4. We need to bring the data visualizations and the messages down to the local level. The real story is local. Since, fortunately, most localities do not have a history of VPD outbreaks, we have to think about compelling ways to report and show risk.  

So here, to satisfy the brief, we thought about ways to present statistics in terms of the community - in this case, the potential for exposure to others. We wanted to illustrate the connectedness of the community, and the implied consequences of behavior. We imagined a kind of Public Service Announcement (PSA) scorecard for each community, by disease, where the centerpiece visual would be the connectedness of a single infected child to their community, showing the geometric effect where many more could be exposed:



And overall, support the message of consequence in the context of a community. 
To support the PSA scorecard, we relied on discussions from The Journal of Infectious Diseases, the CDC's MMWR reports, and West J Med's report of a 1990 California outbreak of measles to generate the statistics and assumptions embedded in this PSA. We are not epidemiologists or health workers, so this is only a placeholder for what might be more appropriate statistics and better handling by said professionals! It does assume, however, that at least some of the the county or district health departments in the United States would be giving thought to the following statistics or calculations: 
  1. Immunization rates in their community;
  2. Estimated 'R' rates of diffusion/transmission, especially in school systems based on attendance and classroom conditions;
  3. The likelihood of infection rates, based on #1 and #2;
  4. Estimated hospitalizations and deaths based on their age and health demographics;
  5. Average hospital and other related medical expense statistics.
It's a strong message, and a worst case scenario. Although we've qualified some of the statements with hypotheticals, it may be excessive. We assume that health departments have to find the right balance between developing strong language that encourages community health-mindedness, versus sensitivity to those who truly have medical exemptions or other significant religious concerns.  
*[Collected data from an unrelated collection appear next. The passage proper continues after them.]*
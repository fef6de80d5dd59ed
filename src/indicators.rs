//! Price-series statistics and concentrated-liquidity tick math.

/// Bounds of the tick space, `log_1.0001` of the min/max sqrt-price squared.
pub const MIN_TICK: i32 = -887_272;
pub const MAX_TICK: i32 = 887_272;

/// Simple moving average of the last `period` values.
pub fn sma(values: &[f64], period: usize) -> Option<f64> {
    if period == 0 || values.len() < period {
        return None;
    }
    let window = &values[values.len() - period..];
    Some(window.iter().sum::<f64>() / period as f64)
}

/// Population standard deviation of the last `period` values.
pub fn stddev(values: &[f64], period: usize) -> Option<f64> {
    let mean = sma(values, period)?;
    let window = &values[values.len() - period..];
    let var = window.iter().map(|v| (v - mean).powi(2)).sum::<f64>() / period as f64;
    Some(var.sqrt())
}

/// Tick spacing fixed by each Uniswap v3 fee tier (fee in hundredths of a bip).
pub fn tick_spacing(fee: u32) -> Option<i32> {
    match fee {
        100 => Some(1),
        500 => Some(10),
        3_000 => Some(60),
        10_000 => Some(200),
        _ => None,
    }
}

/// Largest tick whose price does not exceed `price` (raw token1/token0 units).
pub fn price_to_tick(price: f64) -> i32 {
    if !(price.is_finite() && price > 0.0) {
        return MIN_TICK;
    }
    let tick = (price.ln() / 1.0001f64.ln()).floor();
    tick.clamp(MIN_TICK as f64, MAX_TICK as f64) as i32
}

pub fn align_down(tick: i32, spacing: i32) -> i32 {
    tick.div_euclid(spacing) * spacing
}

pub fn align_up(tick: i32, spacing: i32) -> i32 {
    let down = align_down(tick, spacing);
    if down == tick {
        tick
    } else {
        down + spacing
    }
}

/// Widest usable range for `spacing`.
pub fn full_range(spacing: i32) -> (i32, i32) {
    (align_up(MIN_TICK, spacing), align_down(MAX_TICK, spacing))
}

/// How a human-readable price maps onto the pool's token order.
#[derive(Debug, Clone, Copy, PartialEq, Eq)]
pub struct PoolTokens {
    pub decimals0: u8,
    pub decimals1: u8,
    /// True when the quoted price is "token0 in units of token1"; false when it is the inverse.
    pub price_is_token0_in_token1: bool,
}

impl PoolTokens {
    /// Convert a quoted price into the pool's raw token1-per-token0 price.
    pub fn raw_price(&self, quoted: f64) -> f64 {
        let scale = 10f64.powi(self.decimals1 as i32 - self.decimals0 as i32);
        if self.price_is_token0_in_token1 {
            quoted * scale
        } else {
            scale / quoted
        }
    }
}

/// Range of `last_close ± k·sigma`, converted to spacing-aligned ticks. Falls back to the
/// full range when the lower bound is not a positive price.
pub fn tick_range(last_close: f64, sigma: f64, k: f64, spacing: i32, tokens: PoolTokens) -> (i32, i32) {
    let (full_lower, full_upper) = full_range(spacing);
    let low = last_close - k * sigma;
    let high = last_close + k * sigma;
    if !(low > 0.0 && high.is_finite()) {
        return (full_lower, full_upper);
    }

    let (raw_a, raw_b) = (tokens.raw_price(low), tokens.raw_price(high));
    let (raw_low, raw_high) = if raw_a <= raw_b { (raw_a, raw_b) } else { (raw_b, raw_a) };

    let lower = align_down(price_to_tick(raw_low), spacing).max(full_lower);
    let mut upper = align_up(price_to_tick(raw_high), spacing).min(full_upper);
    if upper <= lower {
        upper = (lower + spacing).min(full_upper);
    }
    (lower, upper)
}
And, importantly, we assume that county and district health departments would have the resources to collect, compile and regularly produce not only the statistics #1 - #5, but also to be able to produce and distribute the information in the format we've provided above. So, we think of it as a starting point, but perhaps the actual implementation of the solution might have to be iterative and even more grassroots. 
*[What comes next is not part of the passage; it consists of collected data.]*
//! Short/long simple-moving-average crossover. Reports a signal only; nothing is traded.

use std::sync::Arc;

use async_trait::async_trait;

use crate::config::MovingAverageConfig;
use crate::error::ExecutionError;
use crate::indicators::sma;
use crate::sources::KlineSource;
use crate::structured_logging::EventSink;
use crate::types::{Phase, Signal, StrategyReport};
use crate::wallet::Wallet;

use super::Strategy;

pub fn crossover(short_sma: f64, long_sma: f64) -> Signal {
    match short_sma.partial_cmp(&long_sma) {
        Some(std::cmp::Ordering::Greater) => Signal::Buy,
        Some(std::cmp::Ordering::Less) => Signal::Sell,
        _ => Signal::Hold,
    }
}

#[derive(Debug)]
pub struct MovingAverageStrategy {
    config: MovingAverageConfig,
    klines: Arc<dyn KlineSource>,
    sink: Arc<dyn EventSink>,
}

impl MovingAverageStrategy {
    pub fn new(
        config: MovingAverageConfig,
        klines: Arc<dyn KlineSource>,
        sink: Arc<dyn EventSink>,
    ) -> Self {
        Self {
            config,
            klines,
            sink,
        }
    }
}

#[async_trait]
impl Strategy for MovingAverageStrategy {
    fn name(&self) -> &str {
        &self.config.name
    }

    async fn execute(&self, _wallet: &Wallet) -> Result<StrategyReport, ExecutionError> {
        let c = &self.config;
        self.sink.phase(&c.name, Phase::Selecting);

        let bars = self
            .klines
            .klines(&c.symbol, &c.interval, c.long_window)
            .await?;
        let closes: Vec<f64> = bars.iter().map(|k| k.close).collect();
        let (short_sma, long_sma) = sma(&closes, c.short_window)
            .zip(sma(&closes, c.long_window))
            .ok_or_else(|| {
                ExecutionError::DataUnavailable(format!(
                    "{}: {} bars for a {}-bar window",
                    c.symbol,
                    closes.len(),
                    c.long_window
                ))
            })?;

        let signal = crossover(short_sma, long_sma);
        self.sink.progress(
            &c.name,
            &format!("{} {:?}: sma{}={short_sma:.4} sma{}={long_sma:.4}", c.symbol, signal, c.short_window, c.long_window),
        );

        Ok(StrategyReport::Signal {
            signal,
            short_sma,
            long_sma,
        })
    }
}

#[cfg(test)]
mod tests {
    use super::*;
    use crate::testing::{RecordingSink, StaticKlines};

    fn strategy(klines: StaticKlines, short: usize, long: usize) -> MovingAverageStrategy {
        MovingAverageStrategy::new(
            MovingAverageConfig {
                name: "ma".into(),
                symbol: "ETH".into(),
                interval: "1h".into(),
                short_window: short,
                long_window: long,
            },
            Arc::new(klines),
            Arc::new(RecordingSink::default()),
        )
    }

    #[tokio::test]
    async fn rising_series_is_a_buy() {
        let closes = (1..=10).map(|v| v as f64).collect();
        let report = strategy(StaticKlines::new(closes), 3, 5)
            .execute(&Wallet::generate())
            .await
            .unwrap();
        assert_eq!(
            report,
            StrategyReport::Signal {
                signal: Signal::Buy,
                short_sma: 9.0,
                long_sma: 8.0,
            }
        );
    }

    #[tokio::test]
    async fn falling_and_flat_series() {
        let falling = (1..=10).rev().map(|v| v as f64).collect();
        let report = strategy(StaticKlines::new(falling), 3, 5)
            .execute(&Wallet::generate())
            .await
            .unwrap();
        assert!(matches!(report, StrategyReport::Signal { signal: Signal::Sell, .. }));

        let report = strategy(StaticKlines::new(vec![3.0; 10]), 3, 5)
            .execute(&Wallet::generate())
            .await
            .unwrap();
        assert!(matches!(report, StrategyReport::Signal { signal: Signal::Hold, .. }));
    }

    #[tokio::test]
    async fn short_history_and_source_errors() {
        let err = strategy(StaticKlines::new(vec![1.0, 2.0]), 3, 5)
            .execute(&Wallet::generate())
            .await
            .unwrap_err();
        assert_eq!(err.kind(), "data_unavailable");

        let err = strategy(StaticKlines::failing(), 3, 5)
            .execute(&Wallet::generate())
            .await
            .unwrap_err();
        assert!(err.is_retryable());
    }
}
And finally - it goes back to the issue of whether a media organization with a national reach can effectively describe this issue in national terms. Our conclusion: it's valuable in terms of bringing attention to the issue, but the real value, as it often turns out, is illustrating what it means to you and me. 

What are your thoughts? Is this sensible? Excessive? Something else? 

We said this at the beginning: this is NOT the forum to debate whether there is a link between vaccination and autism. It's rather the forum to debate the effectiveness and validity of the original visualization, and our proposed alternatives. Please limit your comments to those on-topic. 

- Michael Thompson, Vivian Peng, Adam Vigiano

1 comment:

  1. If we are hoping to illustrate the correlation between local rates of immunization and local rates of VPD, perhaps a time based graphic needs to be paired with a multivariate graph, with exemptions on the X axis and infections on the Y axis. The resulting worm should have milestone years marked, maybe every ten years to match up with the scale lines on the time graph. Such an illustration would be especially effective if it compared two regions of equal population, one with few exemptions (and few outbreaks if our story is true) and one with many exemptions (and therefore more outbreaks, if our story is true).